The Department of Government Efficiency draws two extreme reactions from budget-focused observers.
On one side, you have cynics rolling their eyes and arguing that the truly consequential problem is not overpriced government boondoggles but rather entitlements such as Medicare and Social Security and interest on the national debt.
On the other, you have optimists who believe that if we just find and eliminate enough waste, fraud and abuse, we can balance the budget — unless much of the savings is handed out as “DOGE dividend” checks. They point to outrageous spending on “gambling monkeys” and luxury pickleball courts as proof that government is a bloated, reckless disaster. Others think the piecemeal savings could wipe out our government’s $2-trillion annual deficit.
Both perspectives are half right and half dangerously wrong.

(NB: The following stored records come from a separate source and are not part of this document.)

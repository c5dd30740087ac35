//! Employee model
//!
//! Employees are the people HR manages. An employee may exist without a login
//! account; attendance, leave, goals, reviews and salaries all hang off the
//! employee id.

use chrono::{DateTime, NaiveDate, Utc};
use serde::{Deserialize, Serialize};

use super::SortOrder;

#[derive(Debug, Clone, Serialize, Deserialize)]
pub struct Employee {
    pub id: i64,
    /// Human-readable code such as `EMP-0042` (unique)
    pub employee_code: String,
    pub first_name: String,
    pub last_name: String,
    /// Work e-mail (unique)
    pub email: String,
    pub phone: Option<String>,
    pub position: String,
    pub department_id: Option<i64>,
    /// Direct manager
    pub manager_id: Option<i64>,
    pub hire_date: NaiveDate,
    pub status: EmployeeStatus,
    /// Monthly base salary
    pub base_salary: f64,
    pub created_at: DateTime<Utc>,
    pub updated_at: DateTime<Utc>,
}

impl Employee {
    pub fn full_name(&self) -> String {
        format!("{} {}", self.first_name, self.last_name)
    }

    pub fn is_active(&self) -> bool {
        self.status != EmployeeStatus::Terminated
    }
}

string_enum! {
    #[derive(Default)]
    pub enum EmployeeStatus {
        #[default]
        Active => "active",
        OnLeave => "on_leave",
        Terminated => "terminated",
    }
}

/// Format the code for the n-th employee
pub fn employee_code(n: i64) -> String {
    format!("EMP-{:04}", n)
}

/// Numeric part of an employee code, if it has the `EMP-` shape
pub fn parse_employee_code(code: &str) -> Option<i64> {
    code.strip_prefix("EMP-")?.parse().ok()
}

#[derive(Debug, Clone, Deserialize)]
pub struct CreateEmployeeInput {
    pub first_name: String,
    pub last_name: String,
    pub email: String,
    #[serde(default)]
    pub phone: Option<String>,
    pub position: String,
    #[serde(default)]
    pub department_id: Option<i64>,
    #[serde(default)]
    pub manager_id: Option<i64>,
    pub hire_date: NaiveDate,
    #[serde(default)]
    pub base_salary: f64,
}

#[derive(Debug, Clone, Default, Deserialize)]
pub struct UpdateEmployeeInput {
    #[serde(default)]
    pub first_name: Option<String>,
    #[serde(default)]
    pub last_name: Option<String>,
    #[serde(default)]
    pub email: Option<String>,
    #[serde(default, with = "super::user::double_option")]
    pub phone: Option<Option<String>>,
    #[serde(default)]
    pub position: Option<String>,
    #[serde(default, with = "super::user::double_option")]
    pub department_id: Option<Option<i64>>,
    #[serde(default, with = "super::user::double_option")]
    pub manager_id: Option<Option<i64>>,
    #[serde(default)]
    pub hire_date: Option<NaiveDate>,
    #[serde(default)]
    pub base_salary: Option<f64>,
}

string_enum! {
    /// Sortable employee columns
    #[derive(Default)]
    pub enum EmployeeSort {
        #[default]
        Name => "name",
        HireDate => "hire_date",
        CreatedAt => "created_at",
        Position => "position",
    }
}

impl EmployeeSort {
    /// ORDER BY expression (without direction)
    pub fn columns(&self) -> &'static [&'static str] {
        match self {
            EmployeeSort::Name => &["last_name", "first_name"],
            EmployeeSort::HireDate => &["hire_date"],
            EmployeeSort::CreatedAt => &["created_at"],
            EmployeeSort::Position => &["position"],
        }
    }

    pub fn order_by(&self, order: SortOrder) -> String {
        self.columns()
            .iter()
            .map(|c| format!("{} {}", c, order.sql()))
            .chain(std::iter::once("id ASC".to_string()))
            .collect::<Vec<_>>()
            .join(", ")
    }
}

/// Filters for listing employees
#[derive(Debug, Clone, Default, Deserialize)]
pub struct EmployeeFilter {
    #[serde(default)]
    pub department_id: Option<i64>,
    #[serde(default)]
    pub status: Option<EmployeeStatus>,
    /// Matches names, e-mail and employee code
    #[serde(default)]
    pub search: Option<String>,
    #[serde(default)]
    pub sort: EmployeeSort,
    #[serde(default)]
    pub order: SortOrder,
}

I spend much of my time warning people that ever-larger chunks of the budget are consumed by entitlement spending, about which President Trump’s cost-cutters can do little without Congress. Around half of the budget is consumed by just three programs: Medicare, Medicaid and Social Security.
Add in the growing cost of interest payments on our $36-trillion national debt — thanks to both reckless overspending and rising interest rates — and we’re talking about 70% of spending being essentially automatic and untouchable unless real reforms happen.
That’s why the first group of critics shrugs off the cost-cutting work, arguing that finding waste in discretionary spending is like bailing water out of the Titanic with a teacup. They’re missing part of the point.
After all, politicians do spend large sums without restraint, much of it borrowed, on boondoggles that most Americans wouldn’t support if they knew what was happening.
It’s also a matter of good sense. Imagine telling a family drowning in debt that they shouldn’t bother canceling unnecessary streaming subscriptions or eating out less because “the real problem is the mortgage.” It’s a bad argument when applied to household budgets or the federal budget.
Now to be fair, what one person considers wasteful, another person might see as an essential or efficient investment. But this isn’t just a fight over efficiency; it’s a fight over what the federal government should be doing in the first place.
As for me, I look at federal dollars being showered on state governments for local projects — whether for infrastructure, education or pork-barrel transit grants — and see violations of federalism. Should all federal taxpayers really foot the bill for $1.7 million in federal grants to the National Comedy Center in Jamestown, N.Y., to build holograms of dead comedians?
Defenders of Trump’s cost-cutting are right that every billion spent by government is a billion taken from the pockets of today’s taxpayers or added to our debt. Every grant, redundant agency and special-interest handout is either a current or future tax hike. This is true for both obvious “waste” and debatable “investments.”
Meanwhile, if the cost-cutting team’s defenders wrongly insist it can fix the budget, that’s no excuse to look away from utterly ridiculous spending. Nor is it a reason to put aside questions about whether Americans should shoulder all these well-meaning programs that make little to no difference in most people’s lives.
That’s why we should know where all the money goes. Would you support $12 million to fund a luxury pickleball complex in Las Vegas? There are billions more in examples, including $28 million once spent on Afghan army camouflage uniforms with a forest pattern, chosen based on an Afghan official’s personal fashion preference, despite most of Afghanistan being desert.
The Washington establishment has no incentive to stop the spending on small, ridiculous stuff or on large, unpaid-for programs. Congress doesn’t have to balance the national budget as the rest of us must balance our own household’s.
Where does that leave us? With the same old truth that we must soon reform entitlement spending to make Medicare, Medicaid and Social Security sustainable. But we must also cut as much as possible of the absurd waste that infects the budget. Rather than endorsing a false choice, we, the people, should simply demand that Congress be the good steward of our tax dollars that it was intended to be. Regardless of what the Department of Government Efficiency does.
Veronique de Rugy is a senior research fellow at the Mercatus Center at George Mason University. This article was produced in collaboration with Creators Syndicate.